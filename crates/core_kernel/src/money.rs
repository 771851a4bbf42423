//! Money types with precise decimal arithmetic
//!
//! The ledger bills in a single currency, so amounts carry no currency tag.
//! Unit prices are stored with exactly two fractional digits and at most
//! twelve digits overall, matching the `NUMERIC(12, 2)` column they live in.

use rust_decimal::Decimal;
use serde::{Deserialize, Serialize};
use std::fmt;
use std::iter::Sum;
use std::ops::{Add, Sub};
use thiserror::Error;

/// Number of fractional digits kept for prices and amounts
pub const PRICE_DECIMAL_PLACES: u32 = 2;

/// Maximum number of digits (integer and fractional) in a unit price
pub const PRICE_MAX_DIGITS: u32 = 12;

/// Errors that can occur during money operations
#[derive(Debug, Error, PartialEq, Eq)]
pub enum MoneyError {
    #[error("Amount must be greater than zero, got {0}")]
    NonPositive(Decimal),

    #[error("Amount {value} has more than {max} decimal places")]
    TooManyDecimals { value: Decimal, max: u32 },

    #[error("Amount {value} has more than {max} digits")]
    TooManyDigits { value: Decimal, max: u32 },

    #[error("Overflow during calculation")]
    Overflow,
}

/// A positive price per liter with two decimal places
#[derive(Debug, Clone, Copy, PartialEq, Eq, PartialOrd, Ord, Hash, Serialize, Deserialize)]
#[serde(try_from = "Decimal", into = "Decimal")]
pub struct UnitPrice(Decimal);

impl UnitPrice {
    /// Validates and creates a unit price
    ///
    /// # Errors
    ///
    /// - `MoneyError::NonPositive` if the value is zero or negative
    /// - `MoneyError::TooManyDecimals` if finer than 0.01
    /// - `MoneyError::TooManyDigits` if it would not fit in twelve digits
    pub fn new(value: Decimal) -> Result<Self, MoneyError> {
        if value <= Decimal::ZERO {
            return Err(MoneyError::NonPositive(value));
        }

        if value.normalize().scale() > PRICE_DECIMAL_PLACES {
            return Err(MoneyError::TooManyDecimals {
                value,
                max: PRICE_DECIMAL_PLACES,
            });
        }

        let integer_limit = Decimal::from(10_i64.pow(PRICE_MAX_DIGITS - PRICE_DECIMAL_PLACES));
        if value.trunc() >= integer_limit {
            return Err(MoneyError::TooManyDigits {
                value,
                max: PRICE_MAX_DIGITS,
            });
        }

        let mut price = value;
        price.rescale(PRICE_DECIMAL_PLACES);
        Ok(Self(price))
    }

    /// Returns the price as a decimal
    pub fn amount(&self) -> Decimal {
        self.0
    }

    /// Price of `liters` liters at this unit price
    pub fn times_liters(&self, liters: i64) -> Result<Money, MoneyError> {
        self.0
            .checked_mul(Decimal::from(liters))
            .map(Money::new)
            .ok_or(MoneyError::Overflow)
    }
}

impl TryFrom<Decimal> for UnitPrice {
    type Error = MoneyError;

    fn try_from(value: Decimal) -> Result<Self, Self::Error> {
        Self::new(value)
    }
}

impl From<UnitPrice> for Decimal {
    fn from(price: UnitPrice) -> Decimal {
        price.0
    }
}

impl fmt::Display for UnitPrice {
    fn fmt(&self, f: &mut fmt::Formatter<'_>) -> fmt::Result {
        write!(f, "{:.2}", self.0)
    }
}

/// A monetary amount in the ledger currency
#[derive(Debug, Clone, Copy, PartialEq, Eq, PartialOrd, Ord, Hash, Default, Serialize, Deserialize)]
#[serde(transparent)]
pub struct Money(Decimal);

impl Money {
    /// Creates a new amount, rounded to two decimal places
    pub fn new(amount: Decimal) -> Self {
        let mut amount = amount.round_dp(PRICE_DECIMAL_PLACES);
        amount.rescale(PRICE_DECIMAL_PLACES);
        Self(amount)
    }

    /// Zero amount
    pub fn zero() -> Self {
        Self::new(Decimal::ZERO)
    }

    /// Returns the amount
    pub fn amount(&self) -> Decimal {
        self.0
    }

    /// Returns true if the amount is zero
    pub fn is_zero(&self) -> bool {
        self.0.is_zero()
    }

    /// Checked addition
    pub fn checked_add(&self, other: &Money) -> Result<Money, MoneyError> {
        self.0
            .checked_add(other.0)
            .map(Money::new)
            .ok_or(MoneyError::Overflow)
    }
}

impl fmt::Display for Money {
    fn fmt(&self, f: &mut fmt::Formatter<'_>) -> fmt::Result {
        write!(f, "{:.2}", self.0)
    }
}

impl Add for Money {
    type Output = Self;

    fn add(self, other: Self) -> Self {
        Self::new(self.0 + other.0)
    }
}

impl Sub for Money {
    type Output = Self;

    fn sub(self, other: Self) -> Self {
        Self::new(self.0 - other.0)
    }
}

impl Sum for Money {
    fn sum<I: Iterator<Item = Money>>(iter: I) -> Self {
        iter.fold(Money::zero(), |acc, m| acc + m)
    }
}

---

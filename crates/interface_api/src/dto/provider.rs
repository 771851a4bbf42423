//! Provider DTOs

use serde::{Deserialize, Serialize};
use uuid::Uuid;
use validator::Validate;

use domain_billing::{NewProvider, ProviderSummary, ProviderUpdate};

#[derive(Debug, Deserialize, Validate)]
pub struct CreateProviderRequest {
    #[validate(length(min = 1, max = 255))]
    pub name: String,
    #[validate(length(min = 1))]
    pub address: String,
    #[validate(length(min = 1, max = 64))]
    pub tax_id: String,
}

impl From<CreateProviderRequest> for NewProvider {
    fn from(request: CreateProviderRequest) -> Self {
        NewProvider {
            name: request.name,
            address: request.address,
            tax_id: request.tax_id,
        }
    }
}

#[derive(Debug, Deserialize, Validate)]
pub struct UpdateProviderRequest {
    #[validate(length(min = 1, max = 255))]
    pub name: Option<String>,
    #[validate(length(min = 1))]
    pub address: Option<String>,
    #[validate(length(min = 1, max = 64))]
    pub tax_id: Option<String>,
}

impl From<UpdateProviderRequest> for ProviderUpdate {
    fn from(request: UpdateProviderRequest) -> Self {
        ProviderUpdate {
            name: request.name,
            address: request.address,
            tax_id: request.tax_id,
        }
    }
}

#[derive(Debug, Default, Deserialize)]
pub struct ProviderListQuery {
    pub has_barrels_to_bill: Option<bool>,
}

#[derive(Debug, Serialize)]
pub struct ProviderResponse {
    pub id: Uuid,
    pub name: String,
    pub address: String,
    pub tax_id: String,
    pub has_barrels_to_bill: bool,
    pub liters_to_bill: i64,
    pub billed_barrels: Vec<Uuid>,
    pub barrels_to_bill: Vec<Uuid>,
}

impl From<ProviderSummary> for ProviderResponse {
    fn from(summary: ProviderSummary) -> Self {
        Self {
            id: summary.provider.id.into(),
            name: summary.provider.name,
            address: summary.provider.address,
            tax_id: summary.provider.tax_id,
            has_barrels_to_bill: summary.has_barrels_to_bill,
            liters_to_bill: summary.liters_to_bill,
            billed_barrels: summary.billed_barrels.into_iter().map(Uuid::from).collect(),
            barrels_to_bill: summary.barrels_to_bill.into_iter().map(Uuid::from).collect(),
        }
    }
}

=== Try it ===
The records are given above. Copy each line in them that holds "Result".

=== Response to this task ===
    pub fn new(value: Decimal) -> Result<Self, MoneyError> {
    pub fn times_liters(&self, liters: i64) -> Result<Money, MoneyError> {
    fn try_from(value: Decimal) -> Result<Self, Self::Error> {
    fn fmt(&self, f: &mut fmt::Formatter<'_>) -> fmt::Result {
    pub fn checked_add(&self, other: &Money) -> Result<Money, MoneyError> {
    fn fmt(&self, f: &mut fmt::Formatter<'_>) -> fmt::Result {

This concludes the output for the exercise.